A região Metropolitana e Litoral do Rio Grande do Sul teve o menor avanço nos Anos Finais do Ensino Fundamental no Ideb 2025 entre as cinco macrorregiões do Estado, mesmo concentrando a maior renda e infraestrutura gaúcha. O levantamento, feito pela reportagem do Jornal Cidades com base em dados do Instituto Nacional de Estudos e Pesquisas Educacionais Anísio Teixeira (Inep), avalia os 45 municípios que compõem a região no recorte do Mapa Econômico do Jornal do Comércio, área que inclui Porto Alegre, Canoas, Novo Hamburgo, São Leopoldo e o Litoral norte.
A nota da região nos Anos Finais passou de 4,89 em 2023 para 5,18 em 2025, uma evolução de apenas 0,29 ponto — a menor entre as cinco regiões do Estado e abaixo da média estadual, que subiu de 5,05 para 5,51. O padrão se repete nas outras etapas: nos Anos Iniciais, a média regional (5,91 para 6,20) também fica atrás da média do RS (6,30 para 6,59), assim como no Ensino Médio (4,14 para 4,72, ante 4,28 para 4,89 no Estado). Em todas as três fases, a região Metropolitana e Litoral tem a segunda pior colocação entre as cinco macrorregiões gaúchas, à frente apenas da Metade sul.
Porto Alegre segue abaixo da média estadual e da própria média regional nas três etapas, apesar da maior evolução proporcional entre os dois maiores municípios da região — passou de 3,6 para 4,4 no Ensino Médio. Canoas praticamente estagnou: avançou só 0,1 ponto nos Anos Iniciais (5,4 para 5,5) e nos Anos Finais (4,7 para 4,8).
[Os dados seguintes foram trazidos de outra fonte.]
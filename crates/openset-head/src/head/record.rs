//! Per-call output of the open-set head.

use candle_core::Tensor;
use serde::ser::{Serialize, SerializeMap, Serializer};

/// Record keys in the order [`MetricRecord::entries`] yields them.
pub const RECORD_KEYS: [&str; 15] = [
    "gap",
    "embed_fea",
    "embed_gen",
    "norm_fea",
    "sim_fea2cen",
    "dotproduct_fea2cen",
    "cosine_fea2cen",
    "normweight_fea2cen",
    "dis_fea2cen",
    "dis_gen2cen",
    "dis_gen2ori",
    "energy",
    "pnorm",
    "logits",
    "thresholds",
];

/// Tensors produced by one forward call.
///
/// Every row follows the order of the input batch (or of the generated
/// batch for the `*_gen*` entries). Branches that did not run are `None`
/// rather than missing, so the key set never changes between calls.
#[derive(Debug, Clone)]
pub struct MetricRecord {
    /// Globally pooled backbone features `[n, feat_dim]`.
    pub gap: Tensor,
    /// Embeddings of the real features `[n, embed_dim]`.
    pub embed_fea: Tensor,
    /// Embeddings of generated features `[k, embed_dim]`.
    pub embed_gen: Option<Tensor>,
    /// Per-row L2 norm of `embed_fea`, `[n, 1]`.
    pub norm_fea: Tensor,
    /// Configured similarity against centroids `[n, c]`.
    pub sim_fea2cen: Tensor,
    pub dotproduct_fea2cen: Tensor,
    pub cosine_fea2cen: Tensor,
    pub normweight_fea2cen: Tensor,
    /// Configured distance against centroids `[n, c]`.
    pub dis_fea2cen: Tensor,
    /// Distance of generated embeddings to centroids `[k, c]`.
    pub dis_gen2cen: Option<Tensor>,
    /// Distance of generated embeddings to the origin `[k, 1]`.
    pub dis_gen2ori: Option<Tensor>,
    /// Log-sum-exp of `normweight_fea2cen`, `[n]`.
    pub energy: Tensor,
    /// p-norm of `normweight_fea2cen`, `[n]`.
    pub pnorm: Tensor,
    /// Classifier output `[n, c]`.
    pub logits: Option<Tensor>,
    /// Thresholds supplied at construction.
    pub thresholds: Option<Tensor>,
}

impl MetricRecord {
    /// All keys with their tensors, in [`RECORD_KEYS`] order.
    pub fn entries(&self) -> [(&'static str, Option<&Tensor>); 15] {
        [
            ("gap", Some(&self.gap)),
            ("embed_fea", Some(&self.embed_fea)),
            ("embed_gen", self.embed_gen.as_ref()),
            ("norm_fea", Some(&self.norm_fea)),
            ("sim_fea2cen", Some(&self.sim_fea2cen)),
            ("dotproduct_fea2cen", Some(&self.dotproduct_fea2cen)),
            ("cosine_fea2cen", Some(&self.cosine_fea2cen)),
            ("normweight_fea2cen", Some(&self.normweight_fea2cen)),
            ("dis_fea2cen", Some(&self.dis_fea2cen)),
            ("dis_gen2cen", self.dis_gen2cen.as_ref()),
            ("dis_gen2ori", self.dis_gen2ori.as_ref()),
            ("energy", Some(&self.energy)),
            ("pnorm", Some(&self.pnorm)),
            ("logits", self.logits.as_ref()),
            ("thresholds", self.thresholds.as_ref()),
        ]
    }

    /// Look up one entry. The outer `None` means the key is unknown, the
    /// inner `None` that the branch producing it did not run.
    pub fn get(&self, key: &str) -> Option<Option<&Tensor>> {
        self.entries()
            .into_iter()
            .find(|(name, _)| *name == key)
            .map(|(_, tensor)| tensor)
    }

    /// Shapes of every entry, `None` for absent branches.
    pub fn summary(&self) -> RecordSummary {
        RecordSummary {
            shapes: self
                .entries()
                .into_iter()
                .map(|(name, tensor)| (name, tensor.map(|t| t.dims().to_vec())))
                .collect(),
        }
    }
}

/// Key-to-shape view of a [`MetricRecord`], serialized as an ordered map.
#[derive(Debug, Clone, PartialEq, Eq)]
pub struct RecordSummary {
    shapes: Vec<(&'static str, Option<Vec<usize>>)>,
}

impl RecordSummary {
    /// Shape of `key`; outer `None` for unknown keys.
    pub fn shape(&self, key: &str) -> Option<Option<&[usize]>> {
        self.shapes
            .iter()
            .find(|(name, _)| *name == key)
            .map(|(_, shape)| shape.as_deref())
    }

    pub fn iter(&self) -> impl Iterator<Item = (&'static str, Option<&[usize]>)> + '_ {
        self.shapes.iter().map(|(name, shape)| (*name, shape.as_deref()))
    }
}

impl Serialize for RecordSummary {
    fn serialize<S: Serializer>(&self, serializer: S) -> Result<S::Ok, S::Error> {
        let mut map = serializer.serialize_map(Some(self.shapes.len()))?;
        for (name, shape) in &self.shapes {
            map.serialize_entry(name, shape)?;
        }
        map.end()
    }
}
Segundo o professor da Faculdade de Educação da Universidade Federal do Rio Grande do Sul (UFRGS) Mateus Saraiva, o resultado reflete a concentração de populações vulneráveis nas franjas dos grandes centros urbanos. Nas periferias das regiões metropolitanas é onde estão as populações mais empobrecidas, afirma o pesquisador, ao explicar por que cidades maiores tendem a ter desempenho pior no indicador do que municípios menores.
A média ponderada pela população da região — que dá mais peso a Porto Alegre, Canoas, Novo Hamburgo e São Leopoldo — é sistematicamente mais baixa que a média simples entre os municípios: nos Anos Iniciais de 2023, foi de 5,44, ante 5,91 na conta simples, o efeito mais acentuado entre as cinco regiões do Mapa Econômico.
O interior da própria região, no entanto, supera a capital: municípios menores como Ivoti, Dois Irmãos, Campo Bom e Santo Antônio da Patrulha lideram os rankings de nota nas três etapas. No litoral, Caraá e Cidreira tiveram a maior evolução nos Anos Iniciais, com altas de 1,1 e 0,8 ponto, respectivamente.
Para Saraiva, o Ideb mede desempenho em provas de português e matemática, mas não captura sozinho a qualidade da educação. "A gente já tem mais números para ter uma análise multidimensional da qualidade, e a gente continua tendo uma análise bidimensional", diz o docente, citando indicadores do Inep sobre adequação e esforço docente que recebem pouca divulgação dos governos.
Nem todos os municípios seguiram a tendência de melhora: Capivari do Sul teve a maior queda da região nos Anos Finais, de 6,1 para 4,8, e também recuou nas outras duas etapas. Eldorado do Sul e Glorinha, no Corede Metropolitano do Delta do Jacuí, também tiveram notas menores em 2025 do que em 2023 nos Anos Finais.
Para o professor da UFRGS, “o crescimento do Ideb não representa necessariamente um avanço proporcional na qualidade da educação”, afirma Saraiva, citando políticas de premiação a alunos e professores com melhor desempenho adotadas por redes municipais e pela estadual.
O pesquisador defende que o enfrentamento das desigualdades educacionais depende de políticas que possam ir além da sala de aula, como programas de transferência de renda e de formação voltados também à comunidade escolar. Segundo ele, o nível de instrução das mães é outra variável associada ao desempenho dos filhos nas avaliações.
Sobre o papel dos grandes centros, Saraiva pondera que municípios como Porto Alegre poderiam articular formação técnica mais complexa, em parceria com institutos federais e universidades, mas que prefeituras isoladamente têm limitações para isso sem articulação com Estado e União — movimento que classifica como ainda incipiente, mesmo após a aprovação da lei do Sistema Nacional de Educação.